» **EXERCISE PROMPT**: Extract every line from the records below that contains the word "CommercialPropertyInput".

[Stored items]
——————

impl<S: KeyValueStore, C: CredentialSource> Session<S, C> {
    pub fn new(store: S, credentials: C) -> Self {
        Self::with_key(store, credentials, DEFAULT_SESSION_KEY)
    }

    pub fn with_key(store: S, credentials: C, key: &str) -> Self {
        Session {
            store,
            credentials,
            key: key.to_string(),
            current: None,
            restored: false,
        }
    }

    /// Construct and immediately restore, the usual startup path
    pub fn open(store: S, credentials: C, key: &str) -> Self {
        let mut session = Self::with_key(store, credentials, key);
        session.restore();
        session
    }

    /// Load a previously persisted identity. Never fails: read errors and
    /// malformed data leave the session logged out.
    pub fn restore(&mut self) -> Option<&Identity> {
        self.current = match self.store.get(&self.key) {
            Ok(Some(raw)) => match serde_json::from_str::<Identity>(&raw) {
                Ok(identity) => {
                    tracing::info!(username = %identity.username, role = %identity.role, "Session restored");
                    Some(identity)
                }
                Err(e) => {
                    tracing::warn!(error = %e, "Discarding malformed stored identity");
                    if let Err(e) = self.store.remove(&self.key) {
                        tracing::warn!(error = %e, "Failed to clear malformed identity");
                    }
                    None
                }
            },
            Ok(None) => None,
            Err(e) => {
                tracing::warn!(error = %e, "Session storage unreadable; starting logged out");
                None
            }
        };

        self.restored = true;
        self.current.as_ref()
    }

    pub fn login(&mut self, username: &str, password: &str) -> Result<Identity> {
        if username.is_empty() {
            return Err(RealtyError::MissingRequiredField { field: "username" });
        }
        if password.is_empty() {
            return Err(RealtyError::MissingRequiredField { field: "password" });
        }

        // A different identity is refused before the credential source is touched
        if let Some(current) = &self.current {
            if current.username != username {
                return Err(RealtyError::SessionActive(current.username.clone()));
            }
        }

        let identity = match self.credentials.authenticate(username, password)? {
            Some(identity) => identity,
            None => {
                tracing::warn!(%username, "Login failed: invalid credentials");
                return Err(RealtyError::InvalidCredentials);
            }
        };

        if let Some(current) = &self.current {
            return Ok(current.clone());
        }

        // Persist before switching state so a storage failure changes nothing
        let raw = serde_json::to_string(&identity)?;
        self.store.set(&self.key, &raw)?;
        self.current = Some(identity.clone());

        tracing::info!(username = %identity.username, role = %identity.role, "Welcome back");
        Ok(identity)
    }

    /// Clear the identity and its persisted copy. Safe to call when logged out.
    pub fn logout(&mut self) {
        if let Err(e) = self.store.remove(&self.key) {
            tracing::warn!(error = %e, "Failed to clear persisted identity");
        }

        if let Some(identity) = self.current.take() {
            tracing::info!(username = %identity.username, "Logged out");
        }
    }

    /// Validate a registration. Creates the account only when the
    /// credential source supports it; never logs the new user in.
    pub fn register(&self, username: &str, password: &str, confirm_password: &str) -> Result<()> {
        if username.is_empty() {
            return Err(RealtyError::MissingRequiredField { field: "username" });
        }
        if password != confirm_password {
            return Err(RealtyError::PasswordMismatch);
        }
        if password.chars().count() < MIN_PASSWORD_LENGTH {
            return Err(RealtyError::PasswordTooShort {
                min: MIN_PASSWORD_LENGTH,
            });
        }
        if self.credentials.username_exists(username)? {
            return Err(RealtyError::UsernameTaken(username.to_string()));
        }

        match self.credentials.create_user(username, password)? {
            Some(created) => tracing::info!(username = %created.username, id = created.id, "Account created"),
            None => tracing::info!(%username, "Registration accepted"),
        }
        Ok(())
    }

    pub fn is_admin(&self) -> bool {
        self.current.as_ref().map(Identity::is_admin).unwrap_or(false)
    }

    pub fn current(&self) -> Option<&Identity> {
        self.current.as_ref()
    }

    pub fn state(&self) -> SessionState {
        match &self.current {
            Some(identity) => SessionState::Authenticated(identity.clone()),
            None => SessionState::Unauthenticated,
        }
    }

    pub fn status(&self) -> AuthStatus {
        AuthStatus {
            identity: self.current.clone(),
            is_admin: self.is_admin(),
            loading: !self.restored,
        }
    }

    pub fn credentials(&self) -> &C {
        &self.credentials
    }

    pub fn store(&self) -> &S {
        &self.store
    }
}
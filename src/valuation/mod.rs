// 🏠 Valuation - estimated market value from a property description
//
// Two independent closed-form models:
// - residential: per-feature dollar values scaled by a condition multiplier
// - commercial: income capitalisation blended with replacement cost, scaled
//   by occupancy
//
// Both are pure. No range validation beyond the required address fields:
// pathological inputs (negative lot size, very old buildings) may produce
// negative estimates and are reported as-is.

pub mod commercial;
pub mod residential;

use serde::{Deserialize, Serialize};

use crate::error::{RealtyError, Result};

pub use commercial::{CommercialBreakdown, CommercialPropertyInput, PropertySubtype};
pub use residential::{Condition, ResidentialBreakdown, ResidentialPropertyInput};

/// Fixed year the residential age adjustment is measured from
pub const REFERENCE_YEAR: i32 = 2025;

// ============================================================================
// SHARED INPUT PIECES
// ============================================================================

/// Location fields both forms require
#[derive(Debug, Clone, Default, PartialEq, Serialize, Deserialize)]
#[serde(rename_all = "camelCase")]
pub struct Address {
    pub address: String,
    pub city: String,
    pub state: String,
    pub zip_code: String,
}

impl Address {
    pub fn new(address: &str, city: &str, state: &str, zip_code: &str) -> Self {
        Address {
            address: address.to_string(),
            city: city.to_string(),
            state: state.to_string(),
            zip_code: zip_code.to_string(),
        }
    }

    /// Presence check only, in form order
    pub fn validate(&self) -> Result<()> {
        let fields = [
            ("address", &self.address),
            ("city", &self.city),
            ("state", &self.state),
            ("zipCode", &self.zip_code),
        ];

        for (field, value) in fields {
            if value.is_empty() {
                return Err(RealtyError::MissingRequiredField { field });
            }
        }
        Ok(())
    }

    pub fn one_line(&self) -> String {
        format!("{}, {}, {} {}", self.address, self.city, self.state, self.zip_code)
    }
}

// ============================================================================
// RESULT
// ============================================================================

#[derive(Debug, Clone, Copy, PartialEq, Eq, Serialize, Deserialize)]
#[serde(rename_all = "lowercase")]
pub enum PropertyType {
    Residential,
    Commercial,
}

impl PropertyType {
    pub fn as_str(&self) -> &'static str {
        match self {
            PropertyType::Residential => "residential",
            PropertyType::Commercial => "commercial",
        }
    }
}

#[derive(Debug, Clone, PartialEq, Serialize, Deserialize)]
#[serde(tag = "model", rename_all = "lowercase")]
pub enum Breakdown {
    Residential(ResidentialBreakdown),
    Commercial(CommercialBreakdown),
}

/// Ephemeral - recomputed on demand
#[derive(Debug, Clone, PartialEq, Serialize, Deserialize)]
#[serde(rename_all = "camelCase")]
pub struct ValuationResult {
    pub estimated_value: i64,
    pub breakdown: Breakdown,
}

impl ValuationResult {
    pub fn property_type(&self) -> PropertyType {
        match self.breakdown {
            Breakdown::Residential(_) => PropertyType::Residential,
            Breakdown::Commercial(_) => PropertyType::Commercial,
        }
    }
}

/// Either form, as submitted
#[derive(Debug, Clone, PartialEq, Serialize, Deserialize)]
#[serde(tag = "propertyType", rename_all = "lowercase")]
pub enum PropertyInput {
    Residential(ResidentialPropertyInput),
    Commercial(CommercialPropertyInput),
}

impl PropertyInput {
    pub fn address(&self) -> &Address {
        match self {
            PropertyInput::Residential(input) => &input.location,
            PropertyInput::Commercial(input) => &input.location,
        }
    }
}

// ============================================================================
// VALUATOR
// ============================================================================

#[derive(Debug, Clone, Copy, PartialEq)]
pub struct Valuator {
    pub reference_year: i32,
}

impl Valuator {
    pub fn new(reference_year: i32) -> Self {
        Valuator { reference_year }
    }

    pub fn residential(&self, input: &ResidentialPropertyInput) -> Result<ValuationResult> {
        input.location.validate()?;
        let (estimated_value, breakdown) = residential::estimate(input, self.reference_year);

        tracing::debug!(model = "residential", estimated_value, "Valuation calculated");
        Ok(ValuationResult {
            estimated_value,
            breakdown: Breakdown::Residential(breakdown),
        })
    }

    pub fn commercial(&self, input: &CommercialPropertyInput) -> Result<ValuationResult> {
        input.location.validate()?;
        let (estimated_value, breakdown) = commercial::estimate(input);

        tracing::debug!(model = "commercial", estimated_value, "Valuation calculated");
        Ok(ValuationResult {
            estimated_value,
            breakdown: Breakdown::Commercial(breakdown),
        })
    }

    pub fn valuate(&self, input: &PropertyInput) -> Result<ValuationResult> {
        match input {
            PropertyInput::Residential(input) => self.residential(input),
            PropertyInput::Commercial(input) => self.commercial(input),
        }
    }
}

impl Default for Valuator {
    fn default() -> Self {
        Valuator::new(REFERENCE_YEAR)
    }
}

pub fn value_residential(input: &ResidentialPropertyInput) -> Result<ValuationResult> {
    Valuator::default().residential(input)
}

pub fn value_commercial(input: &CommercialPropertyInput) -> Result<ValuationResult> {
    Valuator::default().commercial(input)
}

/// Half-up rounding to the nearest integer (-2.5 → -2, 2.5 → 3)
pub fn round_half_up(value: f64) -> i64 {
    (value + 0.5).floor() as i64
}

#[cfg(test)]
mod tests {
    use super::*;

    fn location() -> Address {
        Address::new("123 Main St", "New York", "NY", "10001")
    }

    #[test]
    fn test_address_validation_order() {
        let mut addr = Address::default();
        assert!(matches!(
            addr.validate(),
            Err(RealtyError::MissingRequiredField { field: "address" })
        ));

        addr.address = "1 A St".to_string();
        addr.city = "Austin".to_string();
        assert!(matches!(
            addr.validate(),
            Err(RealtyError::MissingRequiredField { field: "state" })
        ));

        addr.state = "TX".to_string();
        assert!(matches!(
            addr.validate(),
            Err(RealtyError::MissingRequiredField { field: "zipCode" })
        ));

        addr.zip_code = "78701".to_string();
        assert!(addr.validate().is_ok());
    }

    #[test]
    fn test_round_half_up() {
        assert_eq!(round_half_up(2.5), 3);
        assert_eq!(round_half_up(2.4999), 2);
        assert_eq!(round_half_up(-2.5), -2);
        assert_eq!(round_half_up(-2.6), -3);
        assert_eq!(round_half_up(407500.0), 407500);
    }

    #[test]
    fn test_valuate_dispatches_by_type() {
        let valuator = Valuator::default();

        let residential = PropertyInput::Residential(ResidentialPropertyInput {
            location: location(),
            ..Default::default()
        });
        let result = valuator.valuate(&residential).unwrap();
        assert_eq!(result.property_type(), PropertyType::Residential);
        assert_eq!(result.estimated_value, 407_500);

        let commercial = PropertyInput::Commercial(CommercialPropertyInput {
            location: location(),
            ..Default::default()
        });
        let result = valuator.valuate(&commercial).unwrap();
        assert_eq!(result.property_type(), PropertyType::Commercial);
        assert_eq!(result.estimated_value, 1_597_500);
    }

    #[test]
    fn test_missing_field_produces_no_result() {
        let input = CommercialPropertyInput::default();
        assert!(matches!(
            value_commercial(&input),
            Err(RealtyError::MissingRequiredField { field: "address" })
        ));
    }

    #[test]
    fn test_reference_year_is_configurable() {
        let input = ResidentialPropertyInput {
            location: location(),
            ..Default::default()
        };

        // One more year of age at $500 per year
        let later = Valuator::new(2026).residential(&input).unwrap();
        assert_eq!(later.estimated_value, 407_000);
    }

    #[test]
    fn test_property_input_from_json() {
        let json = r#"{
            "propertyType": "commercial",
            "address": "500 W 2nd St", "city": "Austin", "state": "TX", "zipCode": "78701",
            "propertySubtype": "retail",
            "squareFeet": 1000, "yearBuilt": 1999, "numFloors": 2, "parkingSpaces": 4,
            "occupancyRate": 100, "annualIncome": 130000, "annualExpenses": 0
        }"#;

        let input: PropertyInput = serde_json::from_str(json).unwrap();
        assert_eq!(input.address().city, "Austin");

        // 130000 / 0.065 = 2,000,000 → 1,400,000 + 1000*200*0.3 = 1,460,000
        let result = Valuator::default().valuate(&input).unwrap();
        assert_eq!(result.estimated_value, 1_460_000);
    }
}
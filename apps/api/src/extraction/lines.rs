//! Line normalizer. Turns decoded PDF text into trimmed, non-empty lines.

/// A single normalized line. `index` is the position in the normalized
/// sequence, which is what look-ahead and look-behind address.
#[derive(Debug, Clone, PartialEq, Eq)]
pub struct RawLine {
    pub content: String,
    pub index: usize,
}

/// Splits raw text into trimmed, non-empty lines.
///
/// Any line containing "page" (case-insensitive) is treated as pagination
/// noise ("Page 1 of 3") and dropped.
pub fn normalize_lines(raw_text: &str) -> Vec<RawLine> {
    raw_text
        .lines()
        .map(str::trim)
        .filter(|line| !line.is_empty())
        .filter(|line| !line.to_lowercase().contains("page"))
        .enumerate()
        .map(|(index, content)| RawLine {
            content: content.to_string(),
            index,
        })
        .collect()
}

#[cfg(test)]
mod tests {
    use super::*;

    #[test]
    fn test_empty_input_yields_no_lines() {
        assert!(normalize_lines("").is_empty());
        assert!(normalize_lines("  \n\n\t\n").is_empty());
    }

    #[test]
    fn test_trims_and_drops_blank_lines() {
        let lines = normalize_lines("  Jane Doe \n\n  Staff Engineer\r\n");
        let contents: Vec<_> = lines.iter().map(|l| l.content.as_str()).collect();
        assert_eq!(contents, vec!["Jane Doe", "Staff Engineer"]);
    }

    #[test]
    fn test_drops_page_markers_case_insensitive() {
        let lines = normalize_lines("Summary\nPage 1 of 2\nBuilt things\n  PAGE 2  \n");
        let contents: Vec<_> = lines.iter().map(|l| l.content.as_str()).collect();
        assert_eq!(contents, vec!["Summary", "Built things"]);
    }

    #[test]
    fn test_indices_are_contiguous_after_filtering() {
        let lines = normalize_lines("a\n\nPage 1\nb\nc");
        let indices: Vec<_> = lines.iter().map(|l| l.index).collect();
        assert_eq!(indices, vec![0, 1, 2]);
    }
}
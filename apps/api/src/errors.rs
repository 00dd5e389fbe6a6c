use axum::{
    http::StatusCode,
    response::{IntoResponse, Response},
    Json,
};
use serde_json::json;
use thiserror::Error;

use crate::extraction::extractor::ExtractError;

/// Application-level error type.
/// Implements `IntoResponse` so Axum handlers can return `Result<T, AppError>`.
#[derive(Debug, Error)]
pub enum AppError {
    #[error("Not found: {0}")]
    NotFound(String),

    #[error("Validation error: {0}")]
    Validation(String),

    #[error("PDF decode error: {0}")]
    PdfDecode(String),

    #[error("Extraction error: {0}")]
    Extraction(#[from] ExtractError),

    #[error("Internal server error: {0}")]
    Internal(#[from] anyhow::Error),
}

impl IntoResponse for AppError {
    fn into_response(self) -> Response {
        let (status, code, message) = match &self {
            AppError::NotFound(msg) => (StatusCode::NOT_FOUND, "NOT_FOUND", msg.clone()),
            AppError::Validation(msg) => (StatusCode::BAD_REQUEST, "VALIDATION_ERROR", msg.clone()),
            AppError::PdfDecode(msg) => {
                tracing::warn!("PDF decode failed: {msg}");
                (
                    StatusCode::UNPROCESSABLE_ENTITY,
                    "PDF_DECODE_ERROR",
                    "The uploaded file could not be read as a PDF".to_string(),
                )
            }
            AppError::Extraction(e) => {
                tracing::error!("Extraction error: {e}");
                (
                    StatusCode::SERVICE_UNAVAILABLE,
                    "EXTRACTOR_UNAVAILABLE",
                    "Profile extraction is temporarily unavailable".to_string(),
                )
            }
            AppError::Internal(e) => {
                tracing::error!("Internal error: {e:?}");
                (
                    StatusCode::INTERNAL_SERVER_ERROR,
                    "INTERNAL_ERROR",
                    "An internal server error occurred".to_string(),
                )
            }
        };

        let body = Json(json!({
            "error": {
                "code": code,
                "message": message
            }
        }));

        (status, body).into_response()
    }
}
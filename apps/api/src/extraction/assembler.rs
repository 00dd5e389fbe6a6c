//! Record assembler. Merges collector output into the final profile and
//! applies the fallback rules.

use crate::extraction::contact::ProfileLink;
use crate::extraction::experience::years_of_experience;
use crate::extraction::lines::RawLine;
use crate::extraction::models::{
    CandidateProfile, Extraction, ExtractionStatus, ProfileField, RoleBlock,
};
use crate::extraction::sections::is_header;

/// Everything the single forward pass captured, before normalization.
#[derive(Debug, Default)]
pub struct Captured {
    pub name: String,
    pub title: Option<String>,
    pub summary: String,
    pub skills: Vec<String>,
    pub roles: Vec<RoleBlock>,
    pub education: String,
    pub graduation_year: Option<i32>,
    pub link: Option<ProfileLink>,
}

pub fn assemble(captured: Captured, lines: &[RawLine]) -> Extraction {
    let title = resolve_title(captured.title.as_deref(), lines);
    let experience = captured
        .roles
        .iter()
        .map(RoleBlock::to_text_block)
        .collect::<Vec<_>>()
        .join("\n\n");
    let (linkedin_url, linkedin_id) = captured
        .link
        .map(|l| (l.url.trim().to_string(), l.id))
        .unwrap_or_default();

    let profile = CandidateProfile {
        name: captured.name.trim().to_string(),
        title,
        summary: captured.summary.trim().to_string(),
        skills: captured
            .skills
            .into_iter()
            .map(|s| s.trim().to_string())
            .filter(|s| !s.is_empty())
            .collect(),
        experience: experience.trim().to_string(),
        years_of_experience: years_of_experience(&captured.roles),
        roles: captured.roles,
        education: captured.education.trim().to_string(),
        graduation_year: captured.graduation_year,
        linkedin_url,
        linkedin_id,
    };

    let missing_fields: Vec<ProfileField> = ProfileField::ALL
        .into_iter()
        .filter(|f| f.is_missing(&profile))
        .collect();
    let status = match missing_fields.len() {
        0 => ExtractionStatus::Complete,
        n if n == ProfileField::ALL.len() => ExtractionStatus::Empty,
        _ => ExtractionStatus::Partial,
    };

    Extraction {
        profile,
        missing_fields,
        status,
    }
}

/// The line after the name is usually the headline. When nothing was
/// captured, or the capture is the "Top Skills" header, the second
/// normalized line stands in; a header there yields an empty title.
fn resolve_title(captured: Option<&str>, lines: &[RawLine]) -> String {
    let captured = captured.map(str::trim).unwrap_or_default();
    if !captured.is_empty() && !captured.to_lowercase().contains("top skills") {
        return captured.to_string();
    }

    match lines.get(1) {
        Some(line) if !is_header(&line.content) => line.content.trim().to_string(),
        _ => String::new(),
    }
}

——————

» **SOLUTION TO THE EXERCISE**:
pub use commercial::{CommercialBreakdown, CommercialPropertyInput, PropertySubtype};
    Commercial(CommercialPropertyInput),
    pub fn commercial(&self, input: &CommercialPropertyInput) -> Result<ValuationResult> {
pub fn value_commercial(input: &CommercialPropertyInput) -> Result<ValuationResult> {
        let commercial = PropertyInput::Commercial(CommercialPropertyInput {
        let input = CommercialPropertyInput::default();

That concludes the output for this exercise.